Reposting and restating last week’s big news – “Howl’,  a newly-assembled red vinyl  box-set will be available soon – next month – from Craft Recordings.  February 23 is slated as the release-date. Hold your breath!

A couple of weeks back,  Chris Agg uploaded a scattering of short Beat-related video-clips onto You Tube. See here (a few selected examples).
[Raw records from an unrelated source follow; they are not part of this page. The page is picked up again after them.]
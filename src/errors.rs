use actix_web::{HttpResponse, ResponseError, http::StatusCode};
use askama::Template;
use std::fmt;

use crate::api::ApiError;

#[derive(Debug)]
pub enum AppError {
    Api(ApiError),
    /// Backend rejected the session token. Rendered as a redirect to the login
    /// screen; `auth::middleware::logout_on_unauthorized` purges the session.
    Unauthorized,
    Template(askama::Error),
    Session(String),
    Csrf,
}

impl fmt::Display for AppError {
    fn fmt(&self, f: &mut fmt::Formatter<'_>) -> fmt::Result {
        match self {
            AppError::Api(e) => write!(f, "Backend error: {e}"),
            AppError::Unauthorized => write!(f, "Unauthorized"),
            AppError::Template(e) => write!(f, "Template error: {e}"),
            AppError::Session(e) => write!(f, "Session error: {e}"),
            AppError::Csrf => write!(f, "Invalid or missing CSRF token"),
        }
    }
}

impl ResponseError for AppError {
    fn status_code(&self) -> StatusCode {
        match self {
            AppError::Unauthorized => StatusCode::SEE_OTHER,
            AppError::Csrf => StatusCode::FORBIDDEN,
            AppError::Api(e) if e.status() == Some(404) => StatusCode::NOT_FOUND,
            AppError::Api(_) => StatusCode::BAD_GATEWAY,
            _ => StatusCode::INTERNAL_SERVER_ERROR,
        }
    }

    fn error_response(&self) -> HttpResponse {
        match self {
            AppError::Unauthorized => HttpResponse::SeeOther()
                .insert_header(("Location", "/auth/login"))
                .finish(),
            AppError::Csrf => HttpResponse::Forbidden().body("Invalid or missing CSRF token"),
            AppError::Api(e) if e.status() == Some(404) => HttpResponse::NotFound().body(e.to_string()),
            AppError::Api(e) => {
                log::warn!("{self}");
                HttpResponse::BadGateway().body(e.to_string())
            }
            _ => {
                log::error!("{self}");
                HttpResponse::InternalServerError().body("Internal Server Error")
            }
        }
    }
}

impl From<ApiError> for AppError {
    fn from(e: ApiError) -> Self {
        match e {
            ApiError::Unauthorized => AppError::Unauthorized,
            other => AppError::Api(other),
        }
    }
}

impl From<askama::Error> for AppError {
    fn from(e: askama::Error) -> Self {
        AppError::Template(e)
    }
}

/// Render an askama template into an HTML response.
pub fn render<T: Template>(tmpl: T) -> Result<HttpResponse, AppError> {
    let html = tmpl.render()?;
    Ok(HttpResponse::Ok()
        .content_type("text/html; charset=utf-8")
        .body(html))
}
We start off with Lawrence Ferlinghetti reading his prose-poem “Look Homeward, Jack – Two Correspondences”  from the book Wild Dreams of A New Beginning. (Ferlinghetti can also be seen here, reading “Constantly Rising Absurdity”, from A Coney Island of the Mind, and here, reading “The World Is A Beautiful Place”, from Pictures of the Gone World ).   Keeping up the Kerouac theme – rare footage, indeed – Jan Kerouac, Jack’s daughter, reading an excerpt from her mother, Joan Haverty‘s memoir, Nobody’s Wife.  Rounding it out with the ever-provocative, politically-incorrect Gregory Corso

Must-see videos were also uploaded of Ken Kesey (here and here), Joanne Kyger (here and here) , Bobbie-Louise Hawkins, Jack Micheline and Howard Hart

(all from the legendary  Kerouac Festival at Naropa, in 1982, it would appear)

You Tube on the New Year also means some record of the annual St Mark’s Poetry Project New Years Marathon – Here’s John Giorno with his poem-parable, “There Was A Bad Tree”,  and Anne Waldman, with an elegy for John Ashbery and a screed against “Patriarchus”.
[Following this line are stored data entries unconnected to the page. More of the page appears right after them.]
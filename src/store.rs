//! The canonical in-memory copy of the backend collections for one request.
//!
//! Pages read through the selectors below instead of keeping their own copies;
//! the only way to change what a `Directory` holds is `refresh()`.

use crate::api::{ApiClient, ApiError, permissions, roles, user_roles, users};
use crate::models::{Permission, Role, User, UserRole};
use crate::views::{ListState, ListView};

#[derive(Debug, Default, Clone)]
pub struct Directory {
    users: ListView<User>,
    roles: ListView<Role>,
    permissions: ListView<Permission>,
    user_roles: ListView<UserRole>,
}

impl Directory {
    pub fn new() -> Self {
        Self::default()
    }

    /// Load a fresh directory.
    pub async fn load(api: &ApiClient) -> Result<Self, ApiError> {
        let mut directory = Self::new();
        directory.refresh(api).await?;
        Ok(directory)
    }

    /// Fetch every collection again, concurrently. Each collection settles on its
    /// own; one failing does not hide the others. A 401 from any of them is returned.
    pub async fn refresh(&mut self, api: &ApiClient) -> Result<(), ApiError> {
        self.users.begin();
        self.roles.begin();
        self.permissions.begin();
        self.user_roles.begin();

        let (u, r, p, ur) = tokio::join!(
            users::list(api),
            roles::list(api),
            permissions::list(api),
            user_roles::list(api),
        );

        let settled = [
            self.users.settle(u),
            self.roles.settle(r),
            self.permissions.settle(p),
            self.user_roles.settle(ur),
        ];
        settled.into_iter().collect()
    }

    pub fn users(&self) -> &[User] {
        self.users.items()
    }

    pub fn roles(&self) -> &[Role] {
        self.roles.items()
    }

    pub fn permissions(&self) -> &[Permission] {
        self.permissions.items()
    }

    pub fn user_roles(&self) -> &[UserRole] {
        self.user_roles.items()
    }

    pub fn user(&self, id: &str) -> Option<&User> {
        self.users().iter().find(|u| u.id == id)
    }

    pub fn role(&self, id: &str) -> Option<&Role> {
        self.roles().iter().find(|r| r.id == id)
    }

    pub fn permission(&self, id: &str) -> Option<&Permission> {
        self.permissions().iter().find(|p| p.id == id)
    }

    pub fn users_state(&self) -> &ListState<User> {
        self.users.state()
    }

    pub fn roles_state(&self) -> &ListState<Role> {
        self.roles.state()
    }

    pub fn permissions_state(&self) -> &ListState<Permission> {
        self.permissions.state()
    }

    pub fn user_roles_state(&self) -> &ListState<UserRole> {
        self.user_roles.state()
    }
}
The Heart of the Hydrogen Jukebox. – Allen and his extraordinary involvement with teaching the deaf and American Sign Language – Rochester Institute of Technology’s National Technical Institute for the Deaf, announced this week that they will digitize and make publicly accessible more than sixty videotapes held in the RIT/NTID Deaf Studies Archive that document the ASL poetry and literature movement in Rochester from 1970 through 2011.  The digitized videos, the Institute declares, will be “one of the largest collections of online publicly accessible rare ASL literature in the country.”
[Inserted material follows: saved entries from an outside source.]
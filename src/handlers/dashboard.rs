use actix_session::Session;
use actix_web::{web, HttpResponse};

use crate::api::ApiClient;
use crate::auth::session::api_for;
use crate::errors::{AppError, render};
use crate::store::Directory;
use crate::templates_structs::{CountCard, DashboardTemplate, PageContext};
use crate::views::ListState;

fn card<T>(label: &'static str, href: &'static str, state: &ListState<T>) -> CountCard {
    CountCard {
        label,
        href,
        count: state.is_loaded().then(|| state.items().len()),
        error: state.error().map(String::from),
    }
}

pub async fn index(
    api: web::Data<ApiClient>,
    session: Session,
) -> Result<HttpResponse, AppError> {
    let api = api_for(&api, &session);
    let directory = Directory::load(&api).await?;

    let ctx = PageContext::build(&session, "/dashboard");
    let cards = vec![
        card("Users", "/dashboard/users", directory.users_state()),
        card("Roles", "/dashboard/roles", directory.roles_state()),
        card("Permissions", "/dashboard/permissions", directory.permissions_state()),
    ];
    let tmpl = DashboardTemplate {
        ctx,
        cards,
        assignments: directory.user_roles().len(),
    };
    render(tmpl)
}
pub mod permission;
pub mod role;
pub mod role_permission;
pub mod user;
pub mod user_role;

pub use permission::{HttpMethod, Permission};
pub use role::Role;
pub use role_permission::RolePermission;
pub use user::{SessionUser, User};
pub use user_role::UserRole;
Australian ambient sound. Allen, with his tape-recorder, as cultural anthropologist. Recently unearthed from the wonderful Stanford trove is this –  “forty-seven minutes of Alice Springs pub noise recorded by Allen Ginsberg in 1972, at the Riverside Hotel (now the Todd Tavern)”, a raucous sing-along, (so much you can do with a simple guitar and a couple of pints inside you!) , “captured for posterity”.